The task => Every record below should be printed exactly as it appears.

╭──

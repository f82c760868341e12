use events_shared::{DayOfWeek, EventDraft, EventType};
use validator::{Validate, ValidationErrors};
use web_sys::{HtmlInputElement, HtmlSelectElement, HtmlTextAreaElement};
use yew::prelude::*;

#[derive(Properties, PartialEq)]
pub struct EventModalProps {
    #[prop_or_default]
    pub event: Option<events_shared::Event>,
    pub on_close: Callback<()>,
    pub on_save: Callback<EventDraft>,
    #[prop_or_default]
    pub is_editing: bool,
}

#[function_component(EventModal)]
pub fn event_modal(props: &EventModalProps) -> Html {
    let draft = {
        let event = props.event.clone();
        use_state(move || event.as_ref().map(EventDraft::from_event).unwrap_or_default())
    };
    let errors = use_state(Vec::<String>::new);

    let on_title = text_input(&draft, |d, value| d.title = value);
    let on_time = text_input(&draft, |d, value| d.time = value);
    let on_date = text_input(&draft, |d, value| d.date = non_empty(value));
    let on_image = text_input(&draft, |d, value| d.image_url = non_empty(value));

    let on_description = {
        let draft = draft.clone();
        Callback::from(move |e: InputEvent| {
            let input: HtmlTextAreaElement = e.target_unchecked_into();
            let mut next = (*draft).clone();
            next.description = input.value();
            draft.set(next);
        })
    };

    let on_type = select_change(&draft, |d, value| {
        d.event_type = if value == EventType::Regular.as_str() {
            EventType::Regular
        } else {
            EventType::Special
        };
    });

    let on_day = select_change(&draft, |d, value| {
        if let Ok(day) = value.parse::<DayOfWeek>() {
            d.weekly_day = Some(day);
        }
    });

    let on_weekly = {
        let draft = draft.clone();
        Callback::from(move |e: Event| {
            let input: HtmlInputElement = e.target_unchecked_into();
            let mut next = (*draft).clone();
            next.weekly_day = input.checked().then_some(DayOfWeek::ALL[0]);
            draft.set(next);
        })
    };

    let on_submit = {
        let draft = draft.clone();
        let errors = errors.clone();
        let on_save = props.on_save.clone();
        Callback::from(move |e: SubmitEvent| {
            e.prevent_default();
            let current = (*draft).clone();
            match current.validate() {
                Ok(()) => {
                    errors.set(Vec::new());
                    on_save.emit(current);
                }
                Err(validation) => errors.set(describe_errors(&validation)),
            }
        })
    };

    let close = {
        let on_close = props.on_close.clone();
        Callback::from(move |_: MouseEvent| on_close.emit(()))
    };

    let heading = if props.is_editing { "Edit Event" } else { "Add Event" };

    html! {
        <div class="modal-overlay" onclick={close.clone()}>
            <div class="modal-content" onclick={Callback::from(|e: MouseEvent| e.stop_propagation())}>
                <div class="modal-header">
                    <h3>{ heading }</h3>
                    <button class="modal-close" onclick={close.clone()}>{"x"}</button>
                </div>
                <form class="modal-body event-form" onsubmit={on_submit}>
                    if !errors.is_empty() {
                        <ul class="form-errors">
                            { for errors.iter().map(|message| html! { <li>{ message }</li> }) }
                        </ul>
                    }
                    <label>
                        {"Title"}
                        <input type="text" value={draft.title.clone()} oninput={on_title} />
                    </label>
                    <label>
                        {"Time"}
                        <input type="text" placeholder="7:00 PM" value={draft.time.clone()} oninput={on_time} />
                    </label>
                    <label>
                        <input type="checkbox" checked={draft.weekly_day.is_some()} onchange={on_weekly} />
                        {"Repeats weekly"}
                    </label>
                    if let Some(day) = draft.weekly_day {
                        <label>
                            {"Day of week"}
                            <select onchange={on_day}>
                                { for DayOfWeek::ALL.iter().map(|option| html! {
                                    <option value={option.name()} selected={*option == day}>{ option.name() }</option>
                                })}
                            </select>
                        </label>
                    } else {
                        <label>
                            {"Date"}
                            <input type="date" value={draft.date.clone().unwrap_or_default()} oninput={on_date} />
                        </label>
                        <label>
                            {"Type"}
                            <select onchange={on_type}>
                                { for [EventType::Special, EventType::Regular].iter().map(|option| html! {
                                    <option value={option.as_str()} selected={*option == draft.event_type}>
                                        { option.as_str() }
                                    </option>
                                })}
                            </select>
                        </label>
                    }
                    <label>
                        {"Description"}
                        <textarea value={draft.description.clone()} oninput={on_description} />
                    </label>
                    <label>
                        {"Image URL"}
                        <input type="url" value={draft.image_url.clone().unwrap_or_default()} oninput={on_image} />
                    </label>
                    <div class="modal-footer">
                        <button type="button" class="btn" onclick={close}>{"Cancel"}</button>
                        <button type="submit" class="btn btn-primary">
                            { if props.is_editing { "Save Changes" } else { "Create Event" } }
                        </button>
                    </div>
                </form>
            </div>
        </div>
    }
}

fn text_input(
    draft: &UseStateHandle<EventDraft>,
    apply: impl Fn(&mut EventDraft, String) + 'static,
) -> Callback<InputEvent> {
    let draft = draft.clone();
    Callback::from(move |e: InputEvent| {
        let input: HtmlInputElement = e.target_unchecked_into();
        let mut next = (*draft).clone();
        apply(&mut next, input.value());
        draft.set(next);
    })
}

fn select_change(
    draft: &UseStateHandle<EventDraft>,
    apply: impl Fn(&mut EventDraft, String) + 'static,
) -> Callback<Event> {
    let draft = draft.clone();
    Callback::from(move |e: Event| {
        let select: HtmlSelectElement = e.target_unchecked_into();
        let mut next = (*draft).clone();
        apply(&mut next, select.value());
        draft.set(next);
    })
}

fn non_empty(value: String) -> Option<String> {
    if value.trim().is_empty() {
        None
    } else {
        Some(value)
    }
}

/// One readable line per invalid field, in a stable order.
fn describe_errors(errors: &ValidationErrors) -> Vec<String> {
    let mut messages: Vec<String> = errors
        .field_errors()
        .keys()
        .map(|field| match *field {
            "title" => "Title is required (up to 200 characters)".to_string(),
            "time" => "Time is required (up to 50 characters)".to_string(),
            "date" => "Date must look like 2026-12-31".to_string(),
            "description" => "Description is too long".to_string(),
            "image_url" => "Image URL must be a valid URL".to_string(),
            other => format!("{} is invalid", other),
        })
        .collect();
    messages.sort();
    messages
}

╰──

Output of the task =>
repository f82c760868341e12
use events_shared::{DayOfWeek, EventDraft, EventType};
use validator::{Validate, ValidationErrors};
use web_sys::{HtmlInputElement, HtmlSelectElement, HtmlTextAreaElement};
use yew::prelude::*;

#[derive(Properties, PartialEq)]
pub struct EventModalProps {
    #[prop_or_default]
    pub event: Option<events_shared::Event>,
    pub on_close: Callback<()>,
    pub on_save: Callback<EventDraft>,
    #[prop_or_default]
    pub is_editing: bool,
}

#[function_component(EventModal)]
pub fn event_modal(props: &EventModalProps) -> Html {
    let draft = {
        let event = props.event.clone();
        use_state(move || event.as_ref().map(EventDraft::from_event).unwrap_or_default())
    };
    let errors = use_state(Vec::<String>::new);

    let on_title = text_input(&draft, |d, value| d.title = value);
    let on_time = text_input(&draft, |d, value| d.time = value);
    let on_date = text_input(&draft, |d, value| d.date = non_empty(value));
    let on_image = text_input(&draft, |d, value| d.image_url = non_empty(value));

    let on_description = {
        let draft = draft.clone();
        Callback::from(move |e: InputEvent| {
            let input: HtmlTextAreaElement = e.target_unchecked_into();
            let mut next = (*draft).clone();
            next.description = input.value();
            draft.set(next);
        })
    };

    let on_type = select_change(&draft, |d, value| {
        d.event_type = if value == EventType::Regular.as_str() {
            EventType::Regular
        } else {
            EventType::Special
        };
    });

    let on_day = select_change(&draft, |d, value| {
        if let Ok(day) = value.parse::<DayOfWeek>() {
            d.weekly_day = Some(day);
        }
    });

    let on_weekly = {
        let draft = draft.clone();
        Callback::from(move |e: Event| {
            let input: HtmlInputElement = e.target_unchecked_into();
            let mut next = (*draft).clone();
            next.weekly_day = input.checked().then_some(DayOfWeek::ALL[0]);
            draft.set(next);
        })
    };

    let on_submit = {
        let draft = draft.clone();
        let errors = errors.clone();
        let on_save = props.on_save.clone();
        Callback::from(move |e: SubmitEvent| {
            e.prevent_default();
            let current = (*draft).clone();
            match current.validate() {
                Ok(()) => {
                    errors.set(Vec::new());
                    on_save.emit(current);
                }
                Err(validation) => errors.set(describe_errors(&validation)),
            }
        })
    };

    let close = {
        let on_close = props.on_close.clone();
        Callback::from(move |_: MouseEvent| on_close.emit(()))
    };

    let heading = if props.is_editing { "Edit Event" } else { "Add Event" };

    html! {
        <div class="modal-overlay" onclick={close.clone()}>
            <div class="modal-content" onclick={Callback::from(|e: MouseEvent| e.stop_propagation())}>
                <div class="modal-header">
                    <h3>{ heading }</h3>
                    <button class="modal-close" onclick={close.clone()}>{"x"}</button>
                </div>
                <form class="modal-body event-form" onsubmit={on_submit}>
                    if !errors.is_empty() {
                        <ul class="form-errors">
                            { for errors.iter().map(|message| html! { <li>{ message }</li> }) }
                        </ul>
                    }
                    <label>
                        {"Title"}
                        <input type="text" value={draft.title.clone()} oninput={on_title} />
                    </label>
                    <label>
                        {"Time"}
                        <input type="text" placeholder="7:00 PM" value={draft.time.clone()} oninput={on_time} />
                    </label>
                    <label>
                        <input type="checkbox" checked={draft.weekly_day.is_some()} onchange={on_weekly} />
                        {"Repeats weekly"}
                    </label>
                    if let Some(day) = draft.weekly_day {
                        <label>
                            {"Day of week"}
                            <select onchange={on_day}>
                                { for DayOfWeek::ALL.iter().map(|option| html! {
                                    <option value={option.name()} selected={*option == day}>{ option.name() }</option>
                                })}
                            </select>
                        </label>
                    } else {
                        <label>
                            {"Date"}
                            <input type="date" value={draft.date.clone().unwrap_or_default()} oninput={on_date} />
                        </label>
                        <label>
                            {"Type"}
                            <select onchange={on_type}>
                                { for [EventType::Special, EventType::Regular].iter().map(|option| html! {
                                    <option value={option.as_str()} selected={*option == draft.event_type}>
                                        { option.as_str() }
                                    </option>
                                })}
                            </select>
                        </label>
                    }
                    <label>
                        {"Description"}
                        <textarea value={draft.description.clone()} oninput={on_description} />
                    </label>
                    <label>
                        {"Image URL"}
                        <input type="url" value={draft.image_url.clone().unwrap_or_default()} oninput={on_image} />
                    </label>
                    <div class="modal-footer">
                        <button type="button" class="btn" onclick={close}>{"Cancel"}</button>
                        <button type="submit" class="btn btn-primary">
                            { if props.is_editing { "Save Changes" } else { "Create Event" } }
                        </button>
                    </div>
                </form>
            </div>
        </div>
    }
}

fn text_input(
    draft: &UseStateHandle<EventDraft>,
    apply: impl Fn(&mut EventDraft, String) + 'static,
) -> Callback<InputEvent> {
    let draft = draft.clone();
    Callback::from(move |e: InputEvent| {
        let input: HtmlInputElement = e.target_unchecked_into();
        let mut next = (*draft).clone();
        apply(&mut next, input.value());
        draft.set(next);
    })
}

fn select_change(
    draft: &UseStateHandle<EventDraft>,
    apply: impl Fn(&mut EventDraft, String) + 'static,
) -> Callback<Event> {
    let draft = draft.clone();
    Callback::from(move |e: Event| {
        let select: HtmlSelectElement = e.target_unchecked_into();
        let mut next = (*draft).clone();
        apply(&mut next, select.value());
        draft.set(next);
    })
}

fn non_empty(value: String) -> Option<String> {
    if value.trim().is_empty() {
        None
    } else {
        Some(value)
    }
}

/// One readable line per invalid field, in a stable order.
fn describe_errors(errors: &ValidationErrors) -> Vec<String> {
    let mut messages: Vec<String> = errors
        .field_errors()
        .keys()
        .map(|field| match *field {
            "title" => "Title is required (up to 200 characters)".to_string(),
            "time" => "Time is required (up to 50 characters)".to_string(),
            "date" => "Date must look like 2026-12-31".to_string(),
            "description" => "Description is too long".to_string(),
            "image_url" => "Image URL must be a valid URL".to_string(),
            other => format!("{} is invalid", other),
        })
        .collect();
    messages.sort();
    messages
}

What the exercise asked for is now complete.